**ENTRIES SUPPLIED:**
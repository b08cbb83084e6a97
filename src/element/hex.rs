use bytemuck::{Pod, Zeroable};
use serde::{Deserialize, Serialize};

use crate::bits::cube::HexCoord;
use crate::debug_invariants::DebugInvariants;
use crate::eclass::ElementClass;
use crate::scheme_error::SchemeError;

/// An octant: anchor `(x, y, z)` and level.
#[repr(C)]
#[derive(
    Clone, Copy, Debug, Default, PartialEq, Eq, Hash, Pod, Zeroable, Serialize, Deserialize,
)]
pub struct HexElement {
    pub x: i32,
    pub y: i32,
    pub z: i32,
    pub level: u8,
    #[serde(skip)]
    pad: [u8; 3],
}

impl HexElement {
    pub const MAXLEVEL: u8 = 19;
    pub const ROOT_LEN: i32 = 1 << Self::MAXLEVEL;

    pub const fn new(x: i32, y: i32, z: i32, level: u8) -> Self {
        Self {
            x,
            y,
            z,
            level,
            pad: [0; 3],
        }
    }

    pub(crate) fn coord(&self) -> HexCoord {
        HexCoord {
            coords: [self.x, self.y, self.z],
            level: self.level,
        }
    }

    pub(crate) fn from_coord(c: HexCoord) -> Self {
        let [x, y, z] = c.coords;
        Self::new(x, y, z, c.level)
    }
}

impl DebugInvariants for HexElement {
    fn validate_invariants(&self) -> Result<(), SchemeError> {
        super::validate_anchor(
            ElementClass::Hexahedron,
            &[self.x, self.y, self.z],
            self.level,
            Self::MAXLEVEL,
        )
    }
}

#[cfg(test)]
mod tests {
    use super::*;
    use static_assertions::assert_eq_size;

    assert_eq_size!(HexElement, [u32; 4]);

    #[test]
    fn bincode_roundtrip() {
        let h = HexElement::new(1 << 18, 0, 1 << 18, 1);
        let bytes = bincode::serialize(&h).unwrap();
        let back: HexElement = bincode::deserialize(&bytes).unwrap();
        assert_eq!(back, h);
    }
}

**WHAT TO DO:** In the material above, how many lines have the word "back"? Give that number and nothing else.

**REPLY TO THE TASK:** 2